Opinión | TRIBUNA ABIERTA

La saciedad en la nieve

Históricamente, los banquetes a base de humanos han sido habituales

Hay animales antropófagos, y otros que se comen a los de su misma especie. Pero sólo los humanos somos caníbales omnívoros. Es decir, nos alimentamos tanto para satisfacer la necesidad corporal como para calmar la ansiedad del propio ego. Lo primero es supervivencia, pero disfrutamos más mientras nos zampamos al personal en el ámbito de la rivalidad social. La gastronomía ancestral de nuestros antepasados, con sus semejantes, cuenta con evidencias en los yacimientos de Atapuerca. El llamado Homo antecessor ya se atiborraba de homínidos en nuestro país hace 800.000 años. La confrontación de entonces no se diferencia mucho de la actual. Y España sigue sin romperse.

Históricamente, los banquetes a base de humanos han sido habituales. Uno de los más famosos lo protagonizó en Hawái, el 14 de febrero de 1779, el capitán Cook. Es lo que tiene provocar a los aborígenes con un apellido que se mueve entre fogones. Como ven, entre la comilona de ingleses y la masacre de mafiosos, la pasión de San Valentín hace estragos. A lo que iba, la antropofagia se sostuvo culinariamente entre pueblos indígenas al creer que, degustando sus restos, se adquirían características de los finados. El problema es que a los nativos se les indigestaba el ágape tras consumir priones, que transmitían enfermedades, ya que no se eliminaban con la cocción visceral.

La tendencia a comernos mutuamente surge pronto. Los bebés están para comérselos, pero ellos se echan todo a la boca. Los niños primero muerden y luego pegan. Los mayores mordemos con insultos, antes que a dentelladas. Las orejas, narices y órganos sexuales son las principales víctimas de la hambruna agresiva. Nos comemos a besos y con patatas. Eso sí, los marrones se incluyen en el menú de culpabilidades. A las religiones les encanta prohibir la ingestión de algunos alimentos. Afortunadamente, a ninguna le dio por impedir su evacuación. Aunque los católicos se llevan la palma caníbal al comer y beber a diario la sangre de su ficticio sadomasoquista redentor.

Desde la psicología, un caníbal clásico como Hannibal Lecter sufre un trastorno antisocial de la personalidad (TAP).
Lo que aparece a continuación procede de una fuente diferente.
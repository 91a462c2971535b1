//! Partition table discovery from `fdisk -l` style reports.
//!
//! No partition table is decoded here. An external inspector prints the
//! table as text and [`Candidates`] walks that report line by line,
//! yielding the byte offset of every partition that might hold a Linux
//! root filesystem.
//!
//! Two table formats are understood, in both busybox and util-linux
//! dialects:
//!
//! - MBR: only rows whose type column ends in `Linux` are kept. The start
//!   column is located from the table header; a row without a boot marker
//!   (`*`) has one field fewer, so its start sits one column to the left.
//! - GPT: every row starting after sector 2048 is kept. The entry at 2048
//!   is conventionally a BIOS boot or EFI stub and is always skipped.

use std::path::{Path, PathBuf};
use std::process::Command;
use std::str::Lines;

use anyhow::{bail, Context, Result};

use crate::system_check::find_program;
use crate::ImportError;

pub const DEFAULT_SECTOR_SIZE: u64 = 512;

/// GPT rows must start strictly after this sector to be considered.
pub const GPT_MIN_START_SECTOR: u64 = 2048;

const LINUX_TYPE: &str = "Linux";
const GPT_SIGNATURES: &[&str] = &[
    "Found valid GPT with protective MBR; using GPT",
    "Disklabel type: gpt",
];

#[derive(Debug, Clone, Copy, PartialEq, Eq)]
pub enum TableFormat {
    Mbr,
    Gpt,
}

/// A partition that may hold the root filesystem. Provisional until
/// mount-tested.
#[derive(Debug, Clone, Copy, PartialEq, Eq)]
pub struct PartitionCandidate {
    pub start_sector: u64,
    pub sector_size: u64,
    pub format: TableFormat,
}

impl PartitionCandidate {
    pub fn offset(&self) -> u64 {
        self.start_sector * self.sector_size
    }
}

/// Produces a textual partition table report for a raw image.
pub trait ReadPartitionTable {
    fn read_table(&self, image: &Path) -> Result<String>;
}

/// `fdisk -l` from util-linux or busybox.
pub struct Fdisk {
    program: String,
}

impl Fdisk {
    pub fn new(program: impl Into<String>) -> Self {
        Self {
            program: program.into(),
        }
    }
}

impl Default for Fdisk {
    fn default() -> Self {
        Self::new("fdisk")
    }
}

impl ReadPartitionTable for Fdisk {
    fn read_table(&self, image: &Path) -> Result<String> {
        if find_program(&self.program).is_err() {
            bail!(ImportError::MissingExternalTool {
                tool: self.program.clone(),
                hint: "apt install fdisk".to_string(),
            });
        }
        let output = Command::new(&self.program)
            .arg("-l")
            .arg(image)
            .env("LC_ALL", "C")
            .output()
            .with_context(|| format!("failed to run {}", self.program))?;
        if !output.status.success() {
            // An unreadable table shows up as an empty candidate list.
            log::debug!(
                "{} -l exited with {}: {}",
                self.program,
                output.status,
                String::from_utf8_lossy(&output.stderr).trim()
            );
        }
        Ok(String::from_utf8_lossy(&output.stdout).into_owned())
    }
}

/// Lazily parses an inspector report into [`PartitionCandidate`]s, in
/// on-disk order.
pub struct Candidates<'a> {
    lines: Lines<'a>,
    format: TableFormat,
    sector_size: u64,
    start_column: Option<usize>,
}

impl<'a> Candidates<'a> {
    pub fn new(report: &'a str) -> Self {
        Self {
            lines: report.lines(),
            format: TableFormat::Mbr,
            sector_size: DEFAULT_SECTOR_SIZE,
            start_column: None,
        }
    }

    /// Consume a line preceding the partition rows. Returns the start
    /// column once the table header is reached.
    fn scan_preamble(&mut self, line: &str) -> Option<usize> {
        if GPT_SIGNATURES.contains(&line) {
            self.format = TableFormat::Gpt;
            return None;
        }
        if let Some(size) = parse_sector_size(line) {
            self.sector_size = size;
            return None;
        }
        let header: Vec<&str> = line.split_whitespace().collect();
        match (self.format, header.first().copied()) {
            (TableFormat::Mbr, Some("Device")) if header.contains(&"Boot") => header
                .iter()
                .position(|&c| c == "StartLBA" || c == "Start"),
            (TableFormat::Gpt, Some("Number" | "Device")) => {
                header.iter().position(|&c| c == "Start")
            }
            _ => None,
        }
    }

    fn parse_row(&self, line: &str, start_column: usize) -> Option<PartitionCandidate> {
        let fields: Vec<&str> = line.split_whitespace().collect();
        let start_sector = match self.format {
            TableFormat::Mbr => {
                if fields.last() != Some(&LINUX_TYPE) {
                    return None;
                }
                let column = if fields.get(1) == Some(&"*") {
                    start_column
                } else {
                    start_column.checked_sub(1)?
                };
                fields.get(column)?.parse::<u64>().ok()?
            }
            TableFormat::Gpt => {
                let start = fields.get(start_column)?.parse::<u64>().ok()?;
                if start <= GPT_MIN_START_SECTOR {
                    return None;
                }
                start
            }
        };
        if start_sector.checked_mul(self.sector_size).is_none() {
            log::debug!("skipping row with out-of-range start sector: {line}");
            return None;
        }
        Some(PartitionCandidate {
            start_sector,
            sector_size: self.sector_size,
            format: self.format,
        })
    }
}

impl Iterator for Candidates<'_> {
    type Item = PartitionCandidate;

    fn next(&mut self) -> Option<Self::Item> {
        loop {
            let line = self.lines.next()?.trim();
            if line.is_empty() {
                continue;
            }
            match self.start_column {
                None => self.start_column = self.scan_preamble(line),
                Some(column) => {
                    if let Some(candidate) = self.parse_row(line, column) {
                        return Some(candidate);
                    }
                }
            }
        }
    }
}

/// Recognise the header lines that declare the (logical) sector size.
fn parse_sector_size(line: &str) -> Option<u64> {
    if let Some(rest) = line.strip_prefix("Logical sector size:") {
        return rest.trim().parse().ok();
    }
    if let Some(rest) = line.strip_prefix("Sector size (logical/physical):") {
        return rest.split_whitespace().next()?.parse().ok();
    }
    // "Units: sectors of 1 * 512 = 512 bytes"
    if let Some(rest) = line.strip_prefix("Units:") {
        let (_, bytes) = rest.rsplit_once('=')?;
        return bytes.split_whitespace().next()?.parse().ok();
    }
    None
}

/// Run the inspector on `image` and collect its candidates.
///
/// Fails with [`ImportError::NoPartitionsFound`] if none survive parsing.
pub fn read_partitions(
    inspector: &dyn ReadPartitionTable,
    image: &Path,
) -> Result<Vec<PartitionCandidate>> {
    let report = inspector.read_table(image)?;
    let candidates: Vec<PartitionCandidate> = Candidates::new(&report).collect();
    if candidates.is_empty() {
        bail!(ImportError::NoPartitionsFound(PathBuf::from(image)));
    }
    for c in &candidates {
        log::debug!(
            "candidate partition: {:?} sector {} x {} bytes (offset {})",
            c.format,
            c.start_sector,
            c.sector_size,
            c.offset()
        );
    }
    Ok(candidates)
}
Si el gustillo carnal coge tintes tórridos, hablamos de vorarefilia (no confundir con el gusto por Volare, la canción de Domenico Modugno). Esta perversión sexual conlleva la atracción por comer y ser comido, de forma literal, para experimentar placer.

Como supérstites, todos somos potenciales caníbales. No hay nada malo en alimentarse de humanidad, para seguir vivo, si no hay que matar a nadie. Aunque si la prole o la especie peligran, flexibilizaremos esa norma. La película de Bayona sobre la tragedia en los Andes del vuelo 571 tiene más que ver con la vida y la superación que con la muerte y el morbo caníbal que tanto nos impactó. En esas circunstancias, la saciedad en la nieve con lo único comestible disponible que tenían a mano (o a muslo) no era una opción sino una obligación vital. Si los zombis nos persiguen a bocados para matarnos en vida, los supervivientes ejercieron de humanos para que los que ya se habían ido les dieran una posibilidad de futuro. En cambio, el canibalismo social es inhumano. Es la principal causa de mortalidad en todas las especies, incluyendo la suya, y de su hábitat. Asesina a seres indefensos y deja morir de hambre a otros. Sus tentáculos ideológicos son comecocos para el resto, de forma que llega a conseguir el aplauso o la indiferencia de sus víctimas.

Las organizaciones, países y empresas tienen sus caníbales, que sufren y utilizan. Los partidos son expertos en el autoconsumo de carne propia. La derecha es sibilina y la izquierda, exhibicionista. Page no se corta y Podemos se inmola. En Vox los acallan y Ayuso los aclama. A nadie engañan. Los restaurantes del poder conservador practican el canibalismo para superar su aporofobia. Ofrecen una variada gastronomía de ideas, creencias y ganancias, con las que deleitar a quienes están hambrientos de dinero y harapientos de vergüenza. Lo retrató Andrés Rábago (El Roto), con una viñeta magistral, en la que un potentado, puro en mano, advierte que: si falla el capitalismo, podemos probar con el canibalismo. No todo está perdido. Les sugiero preparemos la lucha final. Si ellos actúan como voraces salvajes, yo me sumo a la tesis del premio Nobel Gabriel García Márquez, para que respondamos, ante la barbarie primitiva y deshumanizada de los caníbales, como refinados gourmets antropófagos, con clase, saber estar y mejor comer. El gusto es nuestro.